Perhaps your meeting’s mission is to do no more than fulfil Qf&P 4.33, or perhaps there is a calling to work with refugees, sustainability, social justice or some other cause. Or perhaps, as I heard one Quaker say only partially jokingly, ‘it is to earn money to support other meetings in our Area Meeting’. It can even be to do whatsoever you are called to do next as well as you can.


The individual and the community

Work and economic affairs

One of the aspects of parenthood which I enjoy most is putting my mind to trying to solve all sorts of problems. I get a big thrill out of designing gadgets which will make life a little more comfortable. I love to get to work on a thoroughly neglected garden or room and put it right again. I find great satisfaction in being consulted about other people’s problems and helping to sort them out. I have come to the conclusion, therefore, that this is the area in which I shall both find my main direction and satisfy my needs to be creative, practical and supportive. If, rather than concentrating on one particular job or career, I apply myself to tackling the many problems that come my way, I am sure that my life will be more than adequately filled with work that I ‘most need to do and the world most needs to have done’. Thus I shall have found my vocation or mission. It will not mean that all the problems will get solved, of course, or that those which do will be solved satisfactorily every time, but I am sure that it will mean that my relationships with other people will improve and that both the giving and the taking of love will come easier to me.

Helen Edwards, 1992

Have you ever stopped to think about what your mission is or what you might like it to be?

M is for Money

I’m not talking about ensuring that ‘this community should be able to support itself & its activities‘ as I mentioned in Beacons and Burdens. Nor how to increase lettings, as I did in the how to do Marketing series. Both of which are different aspects of income and outcome.

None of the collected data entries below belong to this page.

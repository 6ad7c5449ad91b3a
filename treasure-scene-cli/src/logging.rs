//! Logging setup.

use tracing_subscriber::EnvFilter;

/// Install the global tracing subscriber.
///
/// `RUST_LOG` takes precedence; otherwise the engine logs at `info`, or
/// `debug` with `--verbose`.
pub fn init(verbose: bool) {
    let default_directive = if verbose {
        "treasure_scene=debug"
    } else {
        "treasure_scene=info"
    };

    let filter =
        EnvFilter::try_from_default_env().unwrap_or_else(|_| EnvFilter::new(default_directive));

    tracing_subscriber::fmt()
        .with_env_filter(filter)
        .with_target(false)
        .with_writer(std::io::stderr)
        .init();
}
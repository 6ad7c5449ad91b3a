//! CLI command implementations.

pub mod common;
pub mod place;
pub mod project;
pub mod simulate;
//! Geographic and scene coordinate types.

use std::fmt;

use glam::Vec3;
use serde::{Deserialize, Serialize};

/// A geographic coordinate in decimal degrees.
///
/// Valid only when both components are finite. Invalid points are still
/// representable so that upstream data can be passed through untouched;
/// [`crate::geo::project`] rejects them.
#[derive(Debug, Clone, Copy, PartialEq, Serialize, Deserialize)]
pub struct GeoPoint {
    /// Latitude in degrees (positive north)
    pub lat: f64,
    /// Longitude in degrees (positive east)
    pub lng: f64,
}

impl GeoPoint {
    /// Create a new geographic point.
    pub const fn new(lat: f64, lng: f64) -> Self {
        Self { lat, lng }
    }

    /// Whether both latitude and longitude are finite numbers.
    #[inline]
    pub fn is_valid(&self) -> bool {
        self.lat.is_finite() && self.lng.is_finite()
    }
}

impl fmt::Display for GeoPoint {
    fn fmt(&self, f: &mut fmt::Formatter<'_>) -> fmt::Result {
        write!(f, "({:.6}, {:.6})", self.lat, self.lng)
    }
}

/// A position on the scene's ground plane, in scene units.
///
/// `x` grows eastward and `z` grows southward, so north is "up" when the
/// scene is viewed from above. The vertical axis is implicitly zero.
#[derive(Debug, Clone, Copy, PartialEq, Default, Serialize, Deserialize)]
pub struct ScenePosition {
    pub x: f32,
    pub z: f32,
}

impl ScenePosition {
    /// The scene origin, where the reference location projects.
    pub const ORIGIN: ScenePosition = ScenePosition { x: 0.0, z: 0.0 };

    /// Create a new scene position.
    pub const fn new(x: f32, z: f32) -> Self {
        Self { x, z }
    }

    /// Clamp both axes symmetrically to `±|border|`.
    ///
    /// Never panics: a negative border is taken by magnitude and a NaN
    /// border leaves the position unchanged.
    #[inline]
    pub fn clamped(self, border: f32) -> Self {
        let border = border.abs();
        Self {
            x: self.x.max(-border).min(border),
            z: self.z.max(-border).min(border),
        }
    }

    /// Whether this position is exactly the scene origin.
    #[inline]
    pub fn is_origin(&self) -> bool {
        self.x == 0.0 && self.z == 0.0
    }

    /// Planar distance to another position.
    pub fn distance_to(&self, other: &ScenePosition) -> f32 {
        (self.x - other.x).hypot(self.z - other.z)
    }

    /// Lift this position onto the ground plane as a 3D point.
    #[inline]
    pub fn to_ground(self) -> Vec3 {
        Vec3::new(self.x, 0.0, self.z)
    }
}

impl fmt::Display for ScenePosition {
    fn fmt(&self, f: &mut fmt::Formatter<'_>) -> fmt::Result {
        write!(f, "(x: {:.3}, z: {:.3})", self.x, self.z)
    }
}

#[cfg(test)]
mod tests {
    use super::*;

    #[test]
    fn test_geo_point_validity() {
        assert!(GeoPoint::new(3.139, 101.6869).is_valid());
        assert!(!GeoPoint::new(f64::NAN, 1.0).is_valid());
        assert!(!GeoPoint::new(1.0, f64::INFINITY).is_valid());
    }

    #[test]
    fn test_geo_point_from_json() {
        let point: GeoPoint = serde_json::from_str(r#"{"lat": 3.15, "lng": 101.7}"#).unwrap();
        assert_eq!(point, GeoPoint::new(3.15, 101.7));
    }

    #[test]
    fn test_scene_position_clamped() {
        let pos = ScenePosition::new(40.0, -55.5).clamped(22.0);
        assert_eq!(pos, ScenePosition::new(22.0, -22.0));

        let inside = ScenePosition::new(3.0, -4.0).clamped(22.0);
        assert_eq!(inside, ScenePosition::new(3.0, -4.0));
    }

    #[test]
    fn test_scene_position_clamped_with_unusable_border() {
        let pos = ScenePosition::new(40.0, -55.5);
        assert_eq!(pos.clamped(-22.0), ScenePosition::new(22.0, -22.0));
        assert_eq!(pos.clamped(f32::NAN), pos);
    }

    #[test]
    fn test_scene_position_to_ground() {
        let ground = ScenePosition::new(1.5, -2.0).to_ground();
        assert_eq!(ground, Vec3::new(1.5, 0.0, -2.0));
    }

    #[test]
    fn test_distance_to() {
        let a = ScenePosition::new(0.0, 0.0);
        let b = ScenePosition::new(3.0, 4.0);
        assert!((a.distance_to(&b) - 5.0).abs() < 1e-6);
    }
}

Instead in this post I’m going to cover Petty Cash and other monies. Such monies aren’t large amounts, but tend to be ones that there is confusion over and often cause upset.

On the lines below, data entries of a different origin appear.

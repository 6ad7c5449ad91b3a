//! Treasure Scene - geo projection and camera choreography for the treasure-hunt map
//!
//! This library converts real-world venue coordinates into a bounded virtual
//! scene, lays out venues that have no coordinates, and drives smooth camera
//! transitions between an overview pose and a venue-focused pose.
//!
//! # Architecture
//!
//! ```text
//! Entity list ──► PlacementResolver ──► ScenePosition map ──► host renderer
//!                   (uses geo::project)
//!
//! host UI ──► SceneEngine::focus_on / reset_to_overview   (stage a transition)
//! host loop ──► SceneEngine::tick(now)
//!                 1. start staged AnimationJob
//!                 2. Choreographer writes eased pose onto the CameraRig
//!                 3. PoseTracker copies the CameraRig into TrackedPose
//!                 4. InteractionArbiter polls its debounce timer
//! orbit controls ──► SceneEngine::notify_manual_change(now)
//! ```
//!
//! Rendering, data fetching and geolocation belong to the host. The engine
//! only consumes venues and a reference point.
//!
//! # Example
//!
//! ```
//! use std::time::{Duration, Instant};
//! use treasure_scene::camera::SimulatedCamera;
//! use treasure_scene::{EngineConfig, Entity, GeoPoint, SceneEngine};
//!
//! let reference = GeoPoint::new(3.1390, 101.6869);
//! let venues = vec![Entity::new("cafe", Some(GeoPoint::new(3.1400, 101.6880)))];
//!
//! let mut engine = SceneEngine::new(EngineConfig::default(), SimulatedCamera::default());
//! let positions = engine.resolve_positions(&venues, reference);
//!
//! let start = Instant::now();
//! engine.tick(start);
//! engine.focus_on(positions["cafe"]).unwrap();
//! engine.tick(start + Duration::from_millis(16));
//! assert!(engine.is_animating());
//! assert!(!engine.zoom_gate_open());
//! ```

pub mod camera;
pub mod config;
pub mod engine;
pub mod geo;
pub mod placement;

pub use glam::Vec3;

pub use camera::{CameraPose, CameraRig, TransitionKind, TransitionRejected};
pub use config::{ConfigError, EngineConfig};
pub use engine::{EngineEvent, SceneEngine};
pub use geo::{project, GeoPoint, Projection, ScenePosition};
pub use placement::{resolve_positions, Entity, Placement, PlacementResolver, PlacementSource};

/// Version of the treasure-scene library.
pub const VERSION: &str = env!("CARGO_PKG_VERSION");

Before we start you might want to think about how does your meeting handle money:

  • Is there a Treasurer or a team of Treasurers?
  • Are they well supported?
  • Are things organized so the person responsible for maintaining any inventory has the ability to easily do so?
  • Do you have separate Premises accounts and general funds or is everything in one pot?
  • Did you know that there are training courses for treasurers and others working with Quaker finances – both on-line and at Woodbrooke?

How are small amounts of supplies purchased?

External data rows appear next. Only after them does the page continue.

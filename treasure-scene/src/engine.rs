//! The scene engine: the object a host holds to drive the treasure-hunt map.
//!
//! `SceneEngine` wires the placement resolver, pose tracker, choreographer
//! and interaction arbiter together behind one explicit interface. All state
//! changes happen inside [`SceneEngine::tick`] or in calls that only stage
//! work for the next tick; there are no callbacks and no shared globals.
//!
//! # Tick order
//!
//! 1. A staged transition becomes a job starting at `now`
//! 2. The running job writes its eased pose onto the camera rig
//! 3. The pose tracker copies the rig into the tracked pose
//! 4. The arbiter's debounce timer is checked; a detected manual
//!    interaction reopens the zoom gate

use std::collections::HashMap;
use std::time::Instant;

use crate::camera::{
    AnimationJob, CameraPose, CameraRig, Choreographer, InteractionArbiter, PoseTracker,
    TransitionKind, TransitionRejected,
};
use crate::config::EngineConfig;
use crate::geo::{GeoPoint, ScenePosition};
use crate::placement::{Entity, Placement, PlacementResolver};

/// Something the host may want to react to, reported by [`SceneEngine::tick`].
#[derive(Debug, Clone, Copy, PartialEq, Eq)]
pub enum EngineEvent {
    /// A staged transition began moving the camera.
    TransitionStarted(TransitionKind),
    /// A transition reached its end pose.
    AnimationCompleted(TransitionKind),
    /// The user navigated manually; the zoom gate has been reopened.
    ManualInteractionDetected,
}

/// Geo projection and camera choreography for one scene session.
pub struct SceneEngine<R: CameraRig> {
    config: EngineConfig,
    resolver: PlacementResolver,
    tracker: PoseTracker,
    choreographer: Choreographer,
    arbiter: InteractionArbiter,
    rig: R,
}

impl<R: CameraRig> SceneEngine<R> {
    /// Create an engine driving `rig`.
    ///
    /// The tracked pose starts at the configured home pose; the rig itself
    /// is left alone until the first tick.
    pub fn new(config: EngineConfig, rig: R) -> Self {
        let resolver = PlacementResolver::new(config.projection.clone(), config.placement.clone());
        let tracker = PoseTracker::new(config.camera.home);
        let choreographer = Choreographer::new(config.camera.clone());
        let arbiter = InteractionArbiter::new(config.interaction.clone());

        Self {
            config,
            resolver,
            tracker,
            choreographer,
            arbiter,
            rig,
        }
    }

    /// Resolve scene positions for `entities` around `reference`.
    pub fn resolve_positions(
        &self,
        entities: &[Entity],
        reference: GeoPoint,
    ) -> HashMap<String, ScenePosition> {
        self.resolver.resolve_positions(entities, reference)
    }

    /// Resolve placements, including whether each was projected or laid out.
    pub fn resolve_placements(
        &self,
        entities: &[Entity],
        reference: GeoPoint,
    ) -> HashMap<String, Placement> {
        self.resolver.resolve_placements(entities, reference)
    }

    /// Stage a transition back to the overview pose and reopen the zoom gate.
    ///
    /// Dropped while another transition is staged or running.
    pub fn reset_to_overview(&mut self) -> Result<(), TransitionRejected> {
        self.choreographer.reset_to_overview()
    }

    /// Stage a transition framing the venue at `position`.
    ///
    /// Dropped while another transition is staged or running, or while the
    /// zoom gate is closed. On success the zoom gate closes.
    pub fn focus_on(&mut self, position: ScenePosition) -> Result<(), TransitionRejected> {
        let tracked = self.tracker.tracked_pose();
        self.choreographer.focus_on(position, &tracked)
    }

    /// Report that the host's navigation controls changed the camera.
    pub fn notify_manual_change(&mut self, now: Instant) {
        let animating = self.choreographer.is_animating();
        self.arbiter.on_manual_change(now, animating);
    }

    /// Advance the engine to `now`. Call once per rendered frame.
    pub fn tick(&mut self, now: Instant) -> Vec<EngineEvent> {
        let mut events = Vec::new();

        let tracked = self.tracker.tracked_pose();
        let outcome = self.choreographer.advance(now, &tracked, &mut self.rig);
        if let Some(kind) = outcome.started {
            events.push(EngineEvent::TransitionStarted(kind));
        }
        if let Some(kind) = outcome.completed {
            self.arbiter.on_animation_finished(now);
            events.push(EngineEvent::AnimationCompleted(kind));
        }

        self.tracker.tick(&mut self.rig);

        if self.arbiter.poll(now, self.choreographer.is_animating()) {
            self.choreographer.open_zoom_gate();
            events.push(EngineEvent::ManualInteractionDetected);
        }

        events
    }

    /// Whether a transition is staged or running.
    pub fn is_animating(&self) -> bool {
        self.choreographer.is_animating()
    }

    /// Whether the next focus request will be accepted.
    pub fn zoom_gate_open(&self) -> bool {
        self.choreographer.zoom_gate_open()
    }

    /// Reopen the zoom gate directly.
    pub fn open_zoom_gate(&mut self) {
        self.choreographer.open_zoom_gate();
    }

    /// The camera pose observed on the last tick.
    pub fn tracked_pose(&self) -> CameraPose {
        self.tracker.tracked_pose()
    }

    /// The running transition, if any.
    pub fn current_job(&self) -> Option<&AnimationJob> {
        self.choreographer.current_job()
    }

    /// The camera rig.
    pub fn rig(&self) -> &R {
        &self.rig
    }

    /// Mutable access to the camera rig, e.g. for orbit controls.
    pub fn rig_mut(&mut self) -> &mut R {
        &mut self.rig
    }

    /// Get the engine configuration.
    pub fn config(&self) -> &EngineConfig {
        &self.config
    }

    /// Consume the engine, returning the rig.
    pub fn into_rig(self) -> R {
        self.rig
    }
}

#[cfg(test)]
mod tests {
    use std::time::Duration;

    use super::*;
    use crate::camera::SimulatedCamera;

    fn ms(millis: u64) -> Duration {
        Duration::from_millis(millis)
    }

    fn engine() -> SceneEngine<SimulatedCamera> {
        SceneEngine::new(EngineConfig::default(), SimulatedCamera::default())
    }

    #[test]
    fn test_new_engine_state() {
        let engine = engine();
        assert!(!engine.is_animating());
        assert!(engine.zoom_gate_open());
        assert_eq!(engine.tracked_pose(), CameraPose::HOME);
    }

    #[test]
    fn test_first_tick_snaps_rig_home() {
        let mut engine = engine();
        let events = engine.tick(Instant::now());
        assert!(events.is_empty());
        assert_eq!(engine.rig().pose(), CameraPose::HOME);
    }

    #[test]
    fn test_focus_reports_start_and_completion() {
        let mut engine = engine();
        let t0 = Instant::now();
        engine.tick(t0);

        engine.focus_on(ScenePosition::new(4.0, -6.0)).unwrap();
        assert!(engine.is_animating());

        let events = engine.tick(t0 + ms(16));
        assert_eq!(events, vec![EngineEvent::TransitionStarted(TransitionKind::Focus)]);

        let events = engine.tick(t0 + ms(1016));
        assert_eq!(events, vec![EngineEvent::AnimationCompleted(TransitionKind::Focus)]);
        assert!(!engine.is_animating());
    }

    #[test]
    fn test_manual_interaction_reopens_gate() {
        let mut engine = engine();
        let t0 = Instant::now();
        engine.tick(t0);
        engine.focus_on(ScenePosition::new(4.0, -6.0)).unwrap();
        engine.tick(t0);
        engine.tick(t0 + ms(1000));
        assert!(!engine.zoom_gate_open());

        engine.notify_manual_change(t0 + ms(1400));
        assert!(engine.tick(t0 + ms(1500)).is_empty());

        let events = engine.tick(t0 + ms(1600));
        assert_eq!(events, vec![EngineEvent::ManualInteractionDetected]);
        assert!(engine.zoom_gate_open());
    }

    #[test]
    fn test_unvalidated_config_resolves_without_panic() {
        let mut config = EngineConfig::default();
        config.projection.safe_border = -1.0;
        assert!(config.validate().is_err());

        let engine = SceneEngine::new(config, SimulatedCamera::default());
        let venues = vec![
            Entity::new("near", Some(GeoPoint::new(3.1500, 101.7000))),
            Entity::new("unlocated", None),
        ];
        let positions = engine.resolve_positions(&venues, GeoPoint::new(3.1390, 101.6869));

        assert_eq!(positions.len(), 2);
        for pos in positions.values() {
            assert!(pos.x.abs() <= 1.0 && pos.z.abs() <= 1.0);
        }
    }

    #[test]
    fn test_manual_change_during_animation_ignored() {
        let mut engine = engine();
        let t0 = Instant::now();
        engine.tick(t0);
        engine.focus_on(ScenePosition::new(4.0, -6.0)).unwrap();
        engine.tick(t0);

        engine.notify_manual_change(t0 + ms(100));
        for step in 1..=20 {
            let events = engine.tick(t0 + ms(100 * step));
            assert!(!events.contains(&EngineEvent::ManualInteractionDetected));
        }
        assert!(!engine.zoom_gate_open());
    }
}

Warden/Quakers/Another buy with their own funds and claim.

This presumes that person being asked to do the shopping can afford to do this – and puts the onus on them to keep receipts and make an expenses claim. It makes it easy for these small amounts to slip through and be paid for by the individual not the meeting. This isn’t good practice, and it also means that you don’t have an accurate account of how much it takes to keep the building going.

If someone wants to donate in the most tax efficient way, they should claim and donate that amount with gift aid added.

We only have a Petty Cash box/account

Who maintains this and does this mean you are unable to buy on-line or in bulk unless you have someone else pay and reclaim?

We have an account with linked debit card and/or cheque book

This works well for on-line shopping presuming you have accounts and can pay via invoice and cheque book and/or can pay with the debit card. It will mean you are able to buy in bulk. It also means you can pop out with the debit card to cover the last minute pint of milk and a packet of biscuits!

If there are several signatures on this account, including the Treasurer who can both keep an eye on the float level and top it up as necessary, this system can work very well.

We do some combination of the above

This is probably the most practical of options.

Good record keeping and transparent practices are necessary to avoid fraud. Debit cards may make some treasurers nervous as you aren’t able to have two signatures on these, but with a limited account balance this isn’t much risk.

  • How does your meeting deal with these types of transactions?
  • What advice or good practice could you share?